[EXERCISE BRIEF] Only lines containing the string "Position" belong in the answer; find them in the records and copy them.

[RECORDED DATA]
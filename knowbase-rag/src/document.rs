//! Data types for documents, chunks, and search results.

use std::collections::BTreeMap;
use std::fmt;

use chrono::{DateTime, Utc};
use serde::{Deserialize, Serialize};

/// Logical id of a chunk: the join key between the vector index and the
/// metadata store.
///
/// Ids are handed out in increasing order and never reused by a store.
#[derive(Debug, Clone, Copy, PartialEq, Eq, PartialOrd, Ord, Hash, Serialize, Deserialize)]
#[serde(transparent)]
pub struct ChunkId(pub u64);

impl fmt::Display for ChunkId {
    fn fmt(&self, f: &mut fmt::Formatter<'_>) -> fmt::Result {
        write!(f, "#{}", self.0)
    }
}

/// Document-level metadata captured at upload time.
#[derive(Debug, Clone, Serialize, Deserialize, PartialEq)]
pub struct DocumentMetadata {
    /// Original filename of the upload.
    pub filename: String,
    /// Lowercase file extension (`pdf`, `txt`, `json`, `md`).
    pub file_type: String,
    /// When the document was uploaded.
    pub uploaded_at: DateTime<Utc>,
    /// Open-ended additional key-value metadata.
    #[serde(default, skip_serializing_if = "BTreeMap::is_empty")]
    pub extra: BTreeMap<String, String>,
}

impl DocumentMetadata {
    /// Metadata for a document uploaded now.
    pub fn new(filename: impl Into<String>, file_type: impl Into<String>) -> Self {
        Self {
            filename: filename.into(),
            file_type: file_type.into(),
            uploaded_at: Utc::now(),
            extra: BTreeMap::new(),
        }
    }

    /// Attach an extra key-value pair.
    pub fn with_extra(mut self, key: impl Into<String>, value: impl Into<String>) -> Self {
        self.extra.insert(key.into(), value.into());
        self
    }
}

/// A stored document: metadata, raw text, and the chunks cut from it.
#[derive(Debug, Clone, Serialize, Deserialize, PartialEq)]
pub struct DocumentEntry {
    /// Upload metadata.
    pub metadata: DocumentMetadata,
    /// The raw extracted text.
    pub text: String,
    /// Chunk ids in ordinal order.
    pub chunk_ids: Vec<ChunkId>,
}

/// Metadata record for a single chunk.
#[derive(Debug, Clone, Serialize, Deserialize, PartialEq, Eq)]
pub struct ChunkRecord {
    /// The ID of the parent document.
    pub document_id: String,
    /// Position of the chunk within its document, starting at 0.
    pub ordinal: usize,
    /// The text content of the chunk.
    pub text: String,
}

/// A row of the document listing.
#[derive(Debug, Clone, Serialize, Deserialize, PartialEq)]
pub struct DocumentSummary {
    pub id: String,
    pub filename: String,
    pub file_type: String,
    pub uploaded_at: DateTime<Utc>,
    pub chunk_count: usize,
}

/// A retrieved chunk paired with its similarity score.
#[derive(Debug, Clone, Serialize, Deserialize, PartialEq)]
pub struct SearchResult {
    /// The matching chunk.
    pub chunk_id: ChunkId,
    /// The similarity score (higher is more relevant).
    pub score: f32,
    /// The chunk text.
    pub text: String,
    /// The ID of the parent document.
    pub document_id: String,
    /// Upload filename of the parent document, for citing the source.
    pub filename: String,
    /// Position of the chunk within its document.
    pub ordinal: usize,
}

[SOLUTION BELOW]
    /// Position of the chunk within its document, starting at 0.
    /// Position of the chunk within its document.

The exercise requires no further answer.